Exercise aim - Scan the entries for "StoreUnavailable". Every line that holds it is to be copied.

-=-=-

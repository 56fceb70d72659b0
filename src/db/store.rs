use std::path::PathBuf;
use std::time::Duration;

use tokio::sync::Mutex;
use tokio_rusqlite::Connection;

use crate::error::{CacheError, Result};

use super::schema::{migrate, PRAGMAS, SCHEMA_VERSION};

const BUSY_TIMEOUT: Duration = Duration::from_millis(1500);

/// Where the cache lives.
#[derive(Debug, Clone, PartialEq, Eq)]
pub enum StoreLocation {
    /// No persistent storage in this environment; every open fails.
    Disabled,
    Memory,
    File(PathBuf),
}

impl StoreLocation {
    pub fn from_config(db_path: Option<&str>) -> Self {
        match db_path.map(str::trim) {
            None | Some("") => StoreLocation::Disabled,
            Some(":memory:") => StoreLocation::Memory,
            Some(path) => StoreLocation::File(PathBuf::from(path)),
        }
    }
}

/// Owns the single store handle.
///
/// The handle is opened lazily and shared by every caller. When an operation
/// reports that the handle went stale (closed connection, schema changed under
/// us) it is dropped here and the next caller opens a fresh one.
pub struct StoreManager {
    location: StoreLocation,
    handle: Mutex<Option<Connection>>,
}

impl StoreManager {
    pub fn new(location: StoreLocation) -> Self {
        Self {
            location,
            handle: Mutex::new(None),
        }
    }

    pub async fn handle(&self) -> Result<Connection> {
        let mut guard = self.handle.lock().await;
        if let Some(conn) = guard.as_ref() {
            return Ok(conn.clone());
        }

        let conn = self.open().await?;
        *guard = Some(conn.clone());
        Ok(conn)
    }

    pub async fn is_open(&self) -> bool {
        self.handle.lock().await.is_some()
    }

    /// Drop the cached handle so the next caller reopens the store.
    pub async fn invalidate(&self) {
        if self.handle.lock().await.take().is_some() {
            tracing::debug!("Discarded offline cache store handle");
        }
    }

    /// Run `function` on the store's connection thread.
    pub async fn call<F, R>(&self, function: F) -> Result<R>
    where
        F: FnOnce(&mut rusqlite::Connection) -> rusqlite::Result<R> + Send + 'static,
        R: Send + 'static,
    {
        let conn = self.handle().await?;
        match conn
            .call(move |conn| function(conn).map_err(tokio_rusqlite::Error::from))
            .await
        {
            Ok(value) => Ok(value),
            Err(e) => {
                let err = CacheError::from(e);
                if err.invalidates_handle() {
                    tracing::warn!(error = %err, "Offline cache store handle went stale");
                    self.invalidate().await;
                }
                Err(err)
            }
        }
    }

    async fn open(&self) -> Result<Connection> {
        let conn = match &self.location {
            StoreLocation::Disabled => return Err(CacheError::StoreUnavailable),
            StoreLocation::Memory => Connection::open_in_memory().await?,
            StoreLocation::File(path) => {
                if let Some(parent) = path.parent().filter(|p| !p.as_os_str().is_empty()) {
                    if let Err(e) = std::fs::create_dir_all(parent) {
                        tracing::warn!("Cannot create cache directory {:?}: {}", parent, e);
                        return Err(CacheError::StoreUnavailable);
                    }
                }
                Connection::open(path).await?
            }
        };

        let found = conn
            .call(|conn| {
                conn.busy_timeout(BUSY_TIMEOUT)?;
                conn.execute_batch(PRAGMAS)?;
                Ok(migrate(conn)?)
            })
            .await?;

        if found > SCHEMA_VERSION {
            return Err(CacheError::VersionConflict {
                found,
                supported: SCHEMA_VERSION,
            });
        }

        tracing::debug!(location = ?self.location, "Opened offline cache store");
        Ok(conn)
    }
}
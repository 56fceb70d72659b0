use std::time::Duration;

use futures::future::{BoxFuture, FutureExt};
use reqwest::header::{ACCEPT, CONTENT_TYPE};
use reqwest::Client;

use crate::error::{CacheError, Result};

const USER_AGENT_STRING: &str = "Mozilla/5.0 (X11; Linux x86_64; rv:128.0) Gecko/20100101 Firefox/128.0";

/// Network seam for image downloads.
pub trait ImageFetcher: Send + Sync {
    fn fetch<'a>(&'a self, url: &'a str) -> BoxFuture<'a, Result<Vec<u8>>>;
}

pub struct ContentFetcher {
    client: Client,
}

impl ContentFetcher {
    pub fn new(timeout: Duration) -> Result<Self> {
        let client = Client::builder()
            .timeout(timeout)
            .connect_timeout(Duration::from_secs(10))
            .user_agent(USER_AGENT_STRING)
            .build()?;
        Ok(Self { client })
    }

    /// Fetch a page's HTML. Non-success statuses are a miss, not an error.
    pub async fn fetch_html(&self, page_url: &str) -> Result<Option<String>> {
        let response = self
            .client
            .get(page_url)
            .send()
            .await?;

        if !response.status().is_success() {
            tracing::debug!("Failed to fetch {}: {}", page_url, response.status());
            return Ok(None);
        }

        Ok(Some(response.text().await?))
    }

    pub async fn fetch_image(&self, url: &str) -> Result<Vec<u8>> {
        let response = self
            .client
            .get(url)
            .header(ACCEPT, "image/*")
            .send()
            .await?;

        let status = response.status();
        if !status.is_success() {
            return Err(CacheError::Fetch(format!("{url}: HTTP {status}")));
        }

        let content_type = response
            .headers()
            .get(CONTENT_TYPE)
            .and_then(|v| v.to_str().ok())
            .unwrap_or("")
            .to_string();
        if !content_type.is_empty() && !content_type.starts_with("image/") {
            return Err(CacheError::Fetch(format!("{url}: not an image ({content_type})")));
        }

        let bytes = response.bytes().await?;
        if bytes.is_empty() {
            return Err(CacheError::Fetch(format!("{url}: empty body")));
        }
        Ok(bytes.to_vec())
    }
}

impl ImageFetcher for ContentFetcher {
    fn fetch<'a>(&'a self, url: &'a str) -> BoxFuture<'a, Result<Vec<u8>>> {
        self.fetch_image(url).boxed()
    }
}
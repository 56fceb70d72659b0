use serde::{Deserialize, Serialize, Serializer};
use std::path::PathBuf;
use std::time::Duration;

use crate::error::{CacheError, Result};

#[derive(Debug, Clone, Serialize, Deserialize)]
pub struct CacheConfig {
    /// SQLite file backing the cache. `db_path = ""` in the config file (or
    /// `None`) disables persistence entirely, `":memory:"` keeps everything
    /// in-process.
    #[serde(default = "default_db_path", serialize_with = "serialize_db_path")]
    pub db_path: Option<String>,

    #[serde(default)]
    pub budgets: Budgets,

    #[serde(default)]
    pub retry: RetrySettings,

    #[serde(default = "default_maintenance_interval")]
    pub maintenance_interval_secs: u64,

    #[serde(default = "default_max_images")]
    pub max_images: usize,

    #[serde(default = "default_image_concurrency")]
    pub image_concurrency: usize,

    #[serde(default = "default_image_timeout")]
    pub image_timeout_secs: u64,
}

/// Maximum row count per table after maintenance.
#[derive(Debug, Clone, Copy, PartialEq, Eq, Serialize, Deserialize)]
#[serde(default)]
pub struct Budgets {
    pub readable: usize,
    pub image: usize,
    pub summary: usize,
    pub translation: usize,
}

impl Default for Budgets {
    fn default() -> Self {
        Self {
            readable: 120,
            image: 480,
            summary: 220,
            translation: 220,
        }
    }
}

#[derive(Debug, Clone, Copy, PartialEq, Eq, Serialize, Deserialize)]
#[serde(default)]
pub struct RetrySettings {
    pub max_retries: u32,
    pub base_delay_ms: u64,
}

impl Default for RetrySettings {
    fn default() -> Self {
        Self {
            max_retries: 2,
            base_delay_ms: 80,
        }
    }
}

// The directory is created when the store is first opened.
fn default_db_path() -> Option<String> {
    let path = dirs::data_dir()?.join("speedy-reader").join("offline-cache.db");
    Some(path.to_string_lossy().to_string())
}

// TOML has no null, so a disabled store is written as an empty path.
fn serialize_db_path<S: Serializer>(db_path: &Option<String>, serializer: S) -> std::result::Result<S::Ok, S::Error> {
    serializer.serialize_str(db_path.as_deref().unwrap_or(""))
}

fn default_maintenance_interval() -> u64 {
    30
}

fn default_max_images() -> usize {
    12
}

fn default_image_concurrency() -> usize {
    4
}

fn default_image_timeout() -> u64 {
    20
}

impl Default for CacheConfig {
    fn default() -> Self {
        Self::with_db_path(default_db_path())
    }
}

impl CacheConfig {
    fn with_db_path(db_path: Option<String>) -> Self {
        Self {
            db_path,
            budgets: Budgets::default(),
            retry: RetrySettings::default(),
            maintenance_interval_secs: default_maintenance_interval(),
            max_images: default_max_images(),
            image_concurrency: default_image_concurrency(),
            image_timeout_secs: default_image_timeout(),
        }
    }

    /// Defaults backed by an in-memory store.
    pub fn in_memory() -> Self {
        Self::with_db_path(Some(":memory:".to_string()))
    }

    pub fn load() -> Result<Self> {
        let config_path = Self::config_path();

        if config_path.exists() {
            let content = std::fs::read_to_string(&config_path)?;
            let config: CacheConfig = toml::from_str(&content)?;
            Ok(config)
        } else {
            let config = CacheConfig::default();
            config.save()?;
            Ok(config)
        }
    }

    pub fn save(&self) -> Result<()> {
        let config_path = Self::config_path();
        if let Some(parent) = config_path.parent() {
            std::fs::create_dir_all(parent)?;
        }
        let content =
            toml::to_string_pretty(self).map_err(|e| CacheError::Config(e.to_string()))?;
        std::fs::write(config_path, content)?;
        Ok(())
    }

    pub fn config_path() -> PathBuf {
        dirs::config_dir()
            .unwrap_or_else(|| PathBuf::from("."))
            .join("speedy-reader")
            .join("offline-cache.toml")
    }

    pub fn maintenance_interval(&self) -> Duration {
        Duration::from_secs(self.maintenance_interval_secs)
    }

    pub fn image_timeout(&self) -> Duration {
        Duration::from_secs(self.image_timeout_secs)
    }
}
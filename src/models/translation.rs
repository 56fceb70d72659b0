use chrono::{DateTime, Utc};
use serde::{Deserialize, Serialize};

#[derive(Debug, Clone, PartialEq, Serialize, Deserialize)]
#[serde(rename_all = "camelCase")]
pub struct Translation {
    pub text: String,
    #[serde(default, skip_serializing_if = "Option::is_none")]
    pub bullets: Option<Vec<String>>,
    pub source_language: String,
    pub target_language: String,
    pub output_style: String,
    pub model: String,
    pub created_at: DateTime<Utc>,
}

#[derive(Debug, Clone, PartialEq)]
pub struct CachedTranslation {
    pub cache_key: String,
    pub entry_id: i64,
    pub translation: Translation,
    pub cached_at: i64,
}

-=-=-

Answer to the exercise -
            StoreLocation::Disabled => return Err(CacheError::StoreUnavailable),
                        return Err(CacheError::StoreUnavailable);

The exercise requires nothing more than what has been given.